▶ _Directions_: Every line in the records below between the one holding "cfg.api_port = port;" and the one holding "JSON file access.", inclusive, is to be set down exactly; all other lines are to be left out.

::::::

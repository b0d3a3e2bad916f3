use slotmap::new_key_type;

new_key_type! {
    /// A handle identifying a node in a [`Tree`](crate::Tree).
    ///
    /// Handles are generational: a handle to a node that has since been
    /// erased is detected as stale rather than aliasing a newer node.
    /// Structural mutation may move a key to a different node, so handles
    /// should not be held across calls that take `&mut` on the tree.
    pub struct Handle;
}

/// A single arena slot of a tree.
///
/// All links are [`Handle`]s into the owning arena. `parent` is a
/// back-reference used for retracing and in-order stepping only; ownership of
/// every node lies with the arena.
#[derive(Debug, Clone)]
pub(crate) struct Node<K, V, D> {
    pub(crate) key: K,

    /// The value attached to this node.
    ///
    /// [`None`] only for the routing nodes of leaf storage, which carry a key
    /// purely to steer searches.
    pub(crate) value: Option<V>,

    pub(crate) parent: Option<Handle>,
    pub(crate) left: Option<Handle>,
    pub(crate) right: Option<Handle>,

    /// The height of the subtree rooted at this node.
    ///
    /// A leaf has a height of 1, an absent child counts as 0. A u32 (rather
    /// than a u8) is needed because an unbalanced tree can degenerate into a
    /// chain as long as the tree itself.
    pub(crate) height: u32,

    /// Augmentation data summarising the subtree rooted at this node.
    pub(crate) data: D,
}

impl<K, V, D> Node<K, V, D> {
    pub(crate) fn new(key: K, value: Option<V>, parent: Option<Handle>, data: D) -> Self {
        Self {
            key,
            value,
            parent,
            left: None,
            right: None,
            height: 1,
            data,
        }
    }

    /// Returns true if this node only routes searches and holds no entry.
    #[inline]
    pub(crate) fn is_routing(&self) -> bool {
        self.value.is_none()
    }

    #[inline]
    pub(crate) fn is_leaf(&self) -> bool {
        self.left.is_none() && self.right.is_none()
    }

    /// The `(key, value)` tuple of this node, if it holds an entry.
    #[inline]
    pub(crate) fn entry(&self) -> Option<(&K, &V)> {
        self.value.as_ref().map(|v| (&self.key, v))
    }
}
use std::fmt;

use slotmap::SlotMap;

use crate::{
    bound::LowerBound,
    node::{Handle, Node},
};

/// An iterator over the items of an [`AabbTree`](crate::AabbTree) accepted by
/// its intersection predicate for a query item, returned by
/// [`AabbTree::query_overlaps()`](crate::AabbTree::query_overlaps).
///
/// Subtrees are pruned using the `[low, high]` bounds of the query on the
/// tree's axis, so the predicate is evaluated only for items that may
/// overlap.
pub struct Overlaps<'a, I, S, P> {
    nodes: &'a SlotMap<Handle, Node<LowerBound<S>, I, S>>,
    query: &'a I,
    low: S,
    high: S,
    predicate: &'a P,
    stack: Vec<Handle>,
}

impl<'a, I, S, P> Overlaps<'a, I, S, P>
where
    S: PartialOrd,
{
    pub(crate) fn new(
        nodes: &'a SlotMap<Handle, Node<LowerBound<S>, I, S>>,
        root: Option<Handle>,
        query: &'a I,
        (low, high): (S, S),
        predicate: &'a P,
    ) -> Self {
        let mut this = Self {
            nodes,
            query,
            low,
            high,
            predicate,
            stack: vec![],
        };

        // Descend down the left side of the tree, pushing all the internal
        // nodes onto the stack until the left-most leaf is reached.
        if let Some(root) = root {
            this.push_subtree(root);
        }

        this
    }

    fn push_subtree(&mut self, subtree_root: Handle) {
        let mut ptr = Some(subtree_root);

        while let Some(v) = ptr {
            let n = &self.nodes[v];
            if n.data < self.low {
                // Prune this subtree rooted at "v" from the search.
                //
                // All intervals in this subtree end before the query starts.
                break;
            }

            self.stack.push(v);
            ptr = n.left;
        }
    }
}

impl<'a, I, S, P> Iterator for Overlaps<'a, I, S, P>
where
    S: PartialOrd,
    P: Fn(&I, &I) -> bool,
{
    type Item = &'a I;

    fn next(&mut self) -> Option<Self::Item> {
        loop {
            let nodes = self.nodes;
            let v = &nodes[self.stack.pop()?];

            if *v.key.value() > self.high {
                // Prune this node and the right subtree from the search.
                //
                // All intervals in the right subtree start after the query
                // ends.
                continue;
            }

            // Push the right subtree to be visited next.
            if let Some(right) = v.right {
                self.push_subtree(right);
            }

            // Yield this item if the caller's predicate accepts it.
            if let Some(item) = v.value.as_ref() {
                if (self.predicate)(item, self.query) {
                    return Some(item);
                }
            }
        }
    }
}

impl<I, S, P> fmt::Debug for Overlaps<'_, I, S, P>
where
    S: fmt::Debug,
{
    fn fmt(&self, f: &mut fmt::Formatter<'_>) -> fmt::Result {
        f.debug_struct("Overlaps")
            .field("low", &self.low)
            .field("high", &self.high)
            .field("pending", &self.stack.len())
            .finish_non_exhaustive()
    }
}
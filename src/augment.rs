/// Per-node summary data maintained bottom-up by the tree engine.
///
/// After every structural change (insertion, erasure, rotation) the engine
/// recomputes [`Augment::summarize`] for each node whose subtree changed,
/// children first, so the summary of a node always reflects its current
/// subtree.
///
/// The unit type is the "no augmentation" implementation.
pub trait Augment<K, V> {
    /// The summary stored in every node.
    type Data;

    /// Compute the summary of a node holding `key` (and `value`, unless it is
    /// a routing node) from the summaries of its children, if any.
    fn summarize(
        &self,
        key: &K,
        value: Option<&V>,
        left: Option<&Self::Data>,
        right: Option<&Self::Data>,
    ) -> Self::Data;
}

impl<K, V> Augment<K, V> for () {
    type Data = ();

    #[inline]
    fn summarize(&self, _key: &K, _value: Option<&V>, _left: Option<&()>, _right: Option<&()>) {}
}
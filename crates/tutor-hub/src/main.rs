#[cfg(feature = "cli")]
use clap::Parser;
#[cfg(feature = "cli")]
use dotenvy::dotenv;
#[cfg(feature = "cli")]
use tutor_hub::{config::Config, run_server, ConversationDatabase};

#[cfg(feature = "cli")]
#[derive(Debug, Parser)]
#[command(name = "tutor-hub", version, about = "Tutoring backend with durable conversation archives")]
struct Cli {
    /// Directory holding conversations/, archived/ and index.json
    #[arg(long)]
    data_root: Option<std::path::PathBuf>,

    #[arg(long)]
    host: Option<String>,

    #[arg(long)]
    port: Option<u16>,

    /// Rebuild index.json from the per-session files, then exit
    #[arg(long)]
    rebuild_index: bool,
}

#[cfg(feature = "cli")]
#[tokio::main]
async fn main() -> anyhow::Result<()> {
    dotenv().ok();
    let cli = Cli::parse();

    let mut cfg = Config::from_env()?;
    if let Some(data_root) = cli.data_root {
        cfg.data_root = data_root;
    }
    if let Some(host) = cli.host {
        cfg.api_host = host;
    }
    if let Some(port) = cli.port {
        cfg.api_port = port;
    }

    if cli.rebuild_index {
        tutor_hub::telemetry::init_tracing("info");
        let db = ConversationDatabase::open(&cfg.data_root)?;
        let index = db.rebuild_index()?;
        println!(
            "Rebuilt index at {}: {} active, {} archived",
            db.index.path().display(),
            index.active.len(),
            index.archived.len()
        );
        return Ok(());
    }

    println!("Starting tutor-hub on {}:{}", cfg.api_host, cfg.api_port);
    run_server(cfg).await
}

#[cfg(not(feature = "cli"))]
fn main() {
    println!("CLI feature not enabled. Enable with --features cli");
}
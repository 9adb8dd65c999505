//! Crash-safe JSON file access.
//!
//! Writes go to a `.tmp` sibling which is fsynced and then renamed over the
//! target, so a reader sees either the previous document or the new one.

use serde::{de::DeserializeOwned, Serialize};
use std::fs::{self, OpenOptions};
use std::io::{BufWriter, Write};
use std::path::{Path, PathBuf};

use crate::error::PersistenceError;

/// Serialize `value` as pretty JSON and atomically replace `path` with it.
pub fn atomic_write_json<T: Serialize>(path: &Path, value: &T) -> Result<(), PersistenceError> {
    let json = serde_json::to_vec_pretty(value)
        .map_err(|e| PersistenceError::Corrupt(format!("serialization failed: {}", e)))?;

    if let Some(parent) = path.parent() {
        fs::create_dir_all(parent).map_err(|e| PersistenceError::Io(e.to_string()))?;
    }

    let tmp_path = temp_path(path);
    let mut file = OpenOptions::new()
        .write(true)
        .create(true)
        .truncate(true)
        .open(&tmp_path)
        .map_err(|e| PersistenceError::Io(e.to_string()))?;

    {
        let mut writer = BufWriter::new(&mut file);
        writer.write_all(&json).map_err(|e| PersistenceError::Io(e.to_string()))?;
        writer.flush().map_err(|e| PersistenceError::Io(e.to_string()))?;
    }
    file.sync_all().map_err(|e| PersistenceError::Io(e.to_string()))?;
    drop(file);

    fs::rename(&tmp_path, path).map_err(|e| {
        let _ = fs::remove_file(&tmp_path);
        PersistenceError::Io(e.to_string())
    })
}

/// Read and parse a JSON document; a missing file is `NotFound`, bad JSON is `Corrupt`.
pub fn read_json<T: DeserializeOwned>(path: &Path) -> Result<T, PersistenceError> {
    let bytes = fs::read(path)?;
    if bytes.iter().all(u8::is_ascii_whitespace) {
        return Err(PersistenceError::Corrupt(format!("{} is empty", path.display())));
    }
    Ok(serde_json::from_slice(&bytes)?)
}

fn temp_path(path: &Path) -> PathBuf {
    let mut name = path.file_name().map(|n| n.to_os_string()).unwrap_or_default();
    name.push(".tmp");
    path.with_file_name(name)
}
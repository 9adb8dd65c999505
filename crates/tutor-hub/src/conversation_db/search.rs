//! Filtering and ordering over the index; never opens per-session files.

use serde::Deserialize;
use std::collections::HashMap;

use crate::conversation_db::schema::*;
use crate::utils::TextUtils;

pub const DEFAULT_SEARCH_LIMIT: usize = 10;

#[derive(Debug, Clone, Deserialize)]
pub struct SearchQuery {
    /// Substring of the title.
    #[serde(default)]
    pub query: Option<String>,
    /// Substring of the topic.
    #[serde(default)]
    pub topic: Option<String>,
    /// Exact level, compared case-insensitively.
    #[serde(default)]
    pub level: Option<String>,
    #[serde(default = "default_limit")]
    pub limit: usize,
    /// Exact owning tutor, e.g. `math`.
    #[serde(default)]
    pub feature: Option<String>,
}

fn default_limit() -> usize {
    DEFAULT_SEARCH_LIMIT
}

impl Default for SearchQuery {
    fn default() -> Self {
        Self {
            query: None,
            topic: None,
            level: None,
            limit: DEFAULT_SEARCH_LIMIT,
            feature: None,
        }
    }
}

impl SearchQuery {
    pub fn title(query: impl Into<String>) -> Self {
        Self { query: Some(query.into()), ..Default::default() }
    }

    pub fn with_limit(mut self, limit: usize) -> Self {
        self.limit = limit;
        self
    }

    pub fn feature(feature: impl Into<String>) -> Self {
        Self { feature: Some(feature.into()), ..Default::default() }
    }

    fn matches(&self, entry: &IndexEntry) -> bool {
        let title_ok = self
            .query
            .as_deref()
            .map_or(true, |q| TextUtils::contains_ignore_case(&entry.title, q));
        let topic_ok = self
            .topic
            .as_deref()
            .map_or(true, |t| TextUtils::contains_ignore_case(&entry.topic, t));
        let level_ok = self
            .level
            .as_deref()
            .filter(|l| !l.trim().is_empty())
            .map_or(true, |l| TextUtils::equals_ignore_case(&entry.level, l.trim()));
        let feature_ok = self
            .feature
            .as_deref()
            .map_or(true, |f| entry.feature.as_deref() == Some(f));
        title_ok && topic_ok && level_ok && feature_ok
    }
}

/// Merge both halves of the index, filter, sort newest first and truncate.
///
/// Should an id ever appear in both halves the archived entry is reported.
/// Ties on `updated_at` are broken by id so the order is total.
pub fn search_index(index: &ConversationIndex, query: &SearchQuery) -> Vec<SearchHit> {
    if query.limit == 0 {
        return Vec::new();
    }

    let mut merged: HashMap<&str, (&IndexEntry, bool)> = HashMap::new();
    for (sid, entry) in &index.active {
        merged.insert(sid.as_str(), (entry, false));
    }
    for (sid, entry) in &index.archived {
        merged.insert(sid.as_str(), (entry, true));
    }

    let mut hits: Vec<SearchHit> = merged
        .into_iter()
        .filter(|(_, (entry, _))| query.matches(entry))
        .map(|(sid, (entry, is_archived))| SearchHit {
            sid: sid.to_string(),
            title: entry.title.clone(),
            topic: entry.topic.clone(),
            level: entry.level.clone(),
            created_at: entry.created_at.clone(),
            updated_at: entry.updated_at.clone(),
            message_count: entry.message_count,
            is_archived,
            feature: entry.feature.clone(),
        })
        .collect();

    hits.sort_by(|a, b| b.updated_at.cmp(&a.updated_at).then_with(|| a.sid.cmp(&b.sid)));
    hits.truncate(query.limit);
    hits
}
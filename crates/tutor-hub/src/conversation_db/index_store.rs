//! The global `index.json` summary.
//!
//! Every mutation is a read-merge-write cycle under one in-process lock, so
//! concurrent commits from different sessions never drop each other's entries.

use std::path::{Path, PathBuf};
use std::sync::{Mutex, MutexGuard, PoisonError};
use tracing::{debug, warn};

use crate::conversation_db::schema::*;
use crate::error::PersistenceError;
use crate::utils::{atomic_write_json, read_json};

pub const INDEX_FILE: &str = "index.json";

pub struct IndexStore {
    path: PathBuf,
    write_lock: Mutex<()>,
}

impl IndexStore {
    pub fn new(root: &Path) -> Self {
        Self {
            path: root.join(INDEX_FILE),
            write_lock: Mutex::new(()),
        }
    }

    pub fn path(&self) -> &Path {
        &self.path
    }

    fn lock(&self) -> MutexGuard<'_, ()> {
        self.write_lock.lock().unwrap_or_else(PoisonError::into_inner)
    }

    /// Strict read: a missing index is `NotFound`, a damaged one `Corrupt`.
    pub fn read(&self) -> Result<ConversationIndex, PersistenceError> {
        read_json(&self.path)
    }

    /// Lenient read used by queries: missing or corrupt yields an empty index.
    pub fn read_or_default(&self) -> ConversationIndex {
        match self.read() {
            Ok(index) => index,
            Err(PersistenceError::NotFound) => ConversationIndex::default(),
            Err(e) => {
                warn!("Ignoring unreadable index {}: {}", self.path.display(), e);
                ConversationIndex::default()
            }
        }
    }

    /// Apply `f` to the current index and write the result, all under the lock.
    pub fn modify<R>(
        &self,
        f: impl FnOnce(&mut ConversationIndex) -> R,
    ) -> Result<R, PersistenceError> {
        let _guard = self.lock();
        let mut index = self.read_or_default();
        let out = f(&mut index);
        atomic_write_json(&self.path, &index)?;
        Ok(out)
    }

    /// Upsert the entry derived from `messages`/`metadata` under `partition`.
    pub fn update_index(
        &self,
        sid: &str,
        messages: &[Message],
        metadata: &SessionMetadata,
        partition: Partition,
    ) -> Result<(), PersistenceError> {
        let entry = IndexEntry::from_parts(messages, metadata);
        self.modify(|index| index.upsert(sid, entry, partition))?;
        debug!("Indexed {} under {}", sid, partition);
        Ok(())
    }

    pub fn remove(&self, sid: &str) -> Result<bool, PersistenceError> {
        self.modify(|index| index.remove(sid))
    }

    /// Overwrite the whole index, e.g. after a rebuild from files.
    pub fn replace(&self, index: &ConversationIndex) -> Result<(), PersistenceError> {
        let _guard = self.lock();
        atomic_write_json(&self.path, index)
    }
}

#[cfg(test)]
mod tests {
    use super::*;
    use std::sync::Arc;
    use tempfile::TempDir;

    fn metadata(topic: &str) -> SessionMetadata {
        let mut metadata = SessionMetadata {
            topic: topic.into(),
            level: "B1".into(),
            created_at: Some(now_timestamp()),
            updated_at: Some(now_timestamp()),
            ..Default::default()
        };
        metadata.ensure_title();
        metadata
    }

    #[test]
    fn test_missing_index_reads_as_empty() {
        let dir = TempDir::new().unwrap();
        let store = IndexStore::new(dir.path());
        assert_eq!(store.read().unwrap_err(), PersistenceError::NotFound);
        assert!(store.read_or_default().is_empty());
    }

    #[test]
    fn test_corrupt_index_is_replaced_on_next_update() {
        let dir = TempDir::new().unwrap();
        let store = IndexStore::new(dir.path());
        std::fs::write(store.path(), b"{{{").unwrap();

        store.update_index("s1", &[], &metadata("food"), Partition::Active).unwrap();
        let index = store.read().unwrap();
        assert_eq!(index.active["s1"].topic, "food");
    }

    #[test]
    fn test_update_moves_between_partitions() {
        let dir = TempDir::new().unwrap();
        let store = IndexStore::new(dir.path());
        let meta = metadata("work");
        store.update_index("s1", &[Message::user("hi")], &meta, Partition::Active).unwrap();
        store.update_index("s1", &[Message::user("hi")], &meta, Partition::Archived).unwrap();

        let index = store.read().unwrap();
        assert!(index.active.is_empty());
        assert_eq!(index.archived["s1"].message_count, 1);
        assert!(store.remove("s1").unwrap());
        assert!(store.read().unwrap().is_empty());
    }

    #[test]
    fn test_concurrent_updates_keep_every_entry() {
        let dir = TempDir::new().unwrap();
        let store = Arc::new(IndexStore::new(dir.path()));

        let handles: Vec<_> = (0..16)
            .map(|i| {
                let store = Arc::clone(&store);
                std::thread::spawn(move || {
                    store
                        .update_index(&format!("s{}", i), &[], &metadata("t"), Partition::Active)
                        .unwrap();
                })
            })
            .collect();
        for handle in handles {
            handle.join().unwrap();
        }

        assert_eq!(store.read().unwrap().active.len(), 16);
    }
}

::::::

▶ _Result of this exercise_:
        cfg.api_port = port;
    }

    if cli.rebuild_index {
        tutor_hub::telemetry::init_tracing("info");
        let db = ConversationDatabase::open(&cfg.data_root)?;
        let index = db.rebuild_index()?;
        println!(
            "Rebuilt index at {}: {} active, {} archived",
            db.index.path().display(),
            index.active.len(),
            index.archived.len()
        );
        return Ok(());
    }

    println!("Starting tutor-hub on {}:{}", cfg.api_host, cfg.api_port);
    run_server(cfg).await
}

#[cfg(not(feature = "cli"))]
fn main() {
    println!("CLI feature not enabled. Enable with --features cli");
}
repository 9adb8dd65c999505
//! Crash-safe JSON file access.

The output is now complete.